TOKYO, Dec. 21 (Xinhua) -- Japan's benchmark Nikkei stocks index closed at a two-month low on Wednesday, following the new policy move of the Bank of Japan (BOJ) sending the yen higher against the U.S. dollar and underscoring concerns over the domestic economy.
The 225-issue Nikkei Stock Average dropped 180.31 points, or 0.68 percent, from Tuesday to close the day at 26,387.72, marking its lowest closing level since Oct. 13.
The broader Topix index, meanwhile, lost 12.27 points, or 0.64 percent, to finish at 1,893.32.

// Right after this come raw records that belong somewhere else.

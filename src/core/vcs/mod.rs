pub mod system_git;

pub use system_git::SystemGit;
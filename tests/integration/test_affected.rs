//! Integration tests for `affected-ci affected` and `affected-ci project-files`

use crate::helpers::{MonorepoFixture, shared_runtime_fixture, stderr};
use anyhow::Result;
use serde_json::json;

#[test]
fn test_package_change_propagates_to_dependent_apps() -> Result<()> {
  let repo = shared_runtime_fixture()?;
  repo.stage("packages/shared-runtime/src/index.ts", "export const pkg = 2;\n")?;

  let result = repo.affected(&[])?;

  assert_eq!(result["changedPackages"], json!(["shared-runtime"]));
  assert_eq!(result["changedApps"], json!([]));
  assert_eq!(
    result["packageImpacts"],
    json!([{ "package": "shared-runtime", "apps": ["backend", "frontend"] }])
  );
  assert_eq!(result["apps"], json!(["backend", "frontend"]));
  assert_eq!(result["packages"], json!(["shared-runtime"]));
  assert_eq!(result["systemChanges"], json!(false));
  assert_eq!(result["changedSystems"], json!(false));

  Ok(())
}

#[test]
fn test_system_file_invalidates_everything() -> Result<()> {
  let repo = shared_runtime_fixture()?;
  repo.stage("apps/backend/src/index.ts", "export const app = 2;\n")?;
  repo.stage("pnpm-lock.yaml", "lockfileVersion: '9.0'\n")?;

  let result = repo.affected(&[])?;

  assert_eq!(result["systemChanges"], json!(true));
  assert_eq!(result["apps"], json!(["backend", "frontend"]));
  assert_eq!(result["packages"], json!(["shared-runtime"]));
  assert_eq!(result["packageImpacts"], json!([]));
  assert_eq!(result["changedApps"], json!(["backend"]));

  Ok(())
}

#[test]
fn test_unchanged_repository_is_idempotent() -> Result<()> {
  let repo = shared_runtime_fixture()?;

  let first = repo.run_ok(&["affected"])?;
  let second = repo.run_ok(&["affected"])?;
  assert_eq!(first, second);

  let result: serde_json::Value = serde_json::from_str(first.trim())?;
  assert_eq!(result["changedFiles"], json!([]));
  assert_eq!(result["apps"], json!([]));
  assert_eq!(result["systemChanges"], json!(false));
  assert_eq!(result["allApps"], json!(["backend", "frontend"]));

  Ok(())
}

#[test]
fn test_docs_change_is_unattributed() -> Result<()> {
  let repo = shared_runtime_fixture()?;
  repo.stage("docs/guide.md", "# Guide v2\n")?;

  let result = repo.affected(&[])?;
  assert_eq!(result["changedFiles"], json!(["docs/guide.md"]));
  assert_eq!(result["apps"], json!([]));
  assert_eq!(result["packages"], json!([]));
  assert_eq!(result["systemChanges"], json!(false));

  Ok(())
}

#[test]
fn test_range_mode_between_commits() -> Result<()> {
  let repo = shared_runtime_fixture()?;
  let base = repo.head()?;
  repo.write("apps/frontend/src/index.ts", "export const app = 3;\n")?;
  let head = repo.commit("Touch frontend")?;

  let result = repo.affected(&["--mode", "range", "--base-sha", &base, "--head-sha", &head])?;
  assert_eq!(result["changedApps"], json!(["frontend"]));
  assert_eq!(result["apps"], json!(["frontend"]));

  Ok(())
}

#[test]
fn test_range_mode_zero_base_lists_every_tracked_file() -> Result<()> {
  let repo = shared_runtime_fixture()?;
  let head = repo.head()?;
  let zeros = "0".repeat(40);

  let result = repo.affected(&["--mode", "range", "--base-sha", &zeros, "--head-sha", &head])?;
  let files = result["changedFiles"].as_array().cloned().unwrap_or_default();
  assert!(files.contains(&json!("package.json")));
  assert!(files.contains(&json!("apps/backend/package.json")));
  assert_eq!(result["systemChanges"], json!(true));

  Ok(())
}

#[test]
fn test_mode_parameters_come_from_environment() -> Result<()> {
  let repo = shared_runtime_fixture()?;
  let base = repo.head()?;
  repo.write("packages/shared-runtime/src/index.ts", "export const pkg = 5;\n")?;
  let head = repo.commit("Touch shared-runtime")?;

  let output = repo.run_with_env(
    &["affected"],
    &[("AFFECTED_MODE", "range"), ("BASE_SHA", &base), ("HEAD_SHA", &head)],
  )?;
  assert!(output.status.success(), "stderr: {}", stderr(&output));
  let result: serde_json::Value = serde_json::from_slice(&output.stdout)?;
  assert_eq!(result["changedPackages"], json!(["shared-runtime"]));

  Ok(())
}

#[test]
fn test_pr_mode_without_base_ref_is_a_config_error() -> Result<()> {
  let repo = shared_runtime_fixture()?;
  let head = repo.head()?;

  let output = repo.run(&["affected", "--mode", "pr", "--head-sha", &head])?;
  assert_eq!(output.status.code(), Some(1));
  assert!(output.stdout.is_empty(), "no partial output expected");
  assert!(stderr(&output).contains("requires BASE_REF"));

  Ok(())
}

#[test]
fn test_unknown_mode_is_rejected() -> Result<()> {
  let repo = MonorepoFixture::new()?;
  let output = repo.run(&["affected", "--mode", "nightly"])?;
  assert_eq!(output.status.code(), Some(1));
  assert!(stderr(&output).contains("Unknown change mode 'nightly'"));
  Ok(())
}

#[test]
fn test_names_format() -> Result<()> {
  let repo = shared_runtime_fixture()?;
  repo.stage("packages/shared-runtime/src/index.ts", "export const pkg = 2;\n")?;

  let stdout = repo.run_ok(&["affected", "--format", "names"])?;
  assert_eq!(stdout.lines().collect::<Vec<_>>(), vec!["backend", "frontend"]);

  Ok(())
}

#[test]
fn test_project_files_excludes_workspaces_and_docs() -> Result<()> {
  let repo = shared_runtime_fixture()?;
  repo.stage("README.md", "# Fixture\n")?;
  repo.stage("docs/guide.md", "# Guide v2\n")?;
  repo.stage("apps/backend/src/index.ts", "export const app = 2;\n")?;

  let stdout = repo.run_ok(&["project-files"])?;
  let files: serde_json::Value = serde_json::from_str(stdout.trim())?;
  assert_eq!(files, json!(["README.md"]));

  Ok(())
}

#[test]
fn test_broken_manifest_aborts() -> Result<()> {
  let repo = shared_runtime_fixture()?;
  repo.write("packages/broken/package.json", "{ not json")?;

  let output = repo.run(&["affected"])?;
  assert_eq!(output.status.code(), Some(1));
  assert!(stderr(&output).contains("Failed to parse manifest"));

  Ok(())
}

Market analysts here said the BOJ opting the previous day to raise the cap on long-term Japanese government bond yields was a move not expected until next year, despite other major central banks hiking their benchmark rates to tame global inflation.
As a result, the yield on the benchmark 10-year Japanese government bond increased 0.070 point from Tuesday's close to 0.480 percent, dealers here said.
This marked its highest in more than seven years, topping the 0.460 percent it reached right after the BOJ's announcement on Tuesday, they said.
"10-year yields looked low compared to yields for 30 and 40-year Japanese government bonds," Kazuhiko Sano, a strategist at Tokai Tokyo Securities, was quoted as saying.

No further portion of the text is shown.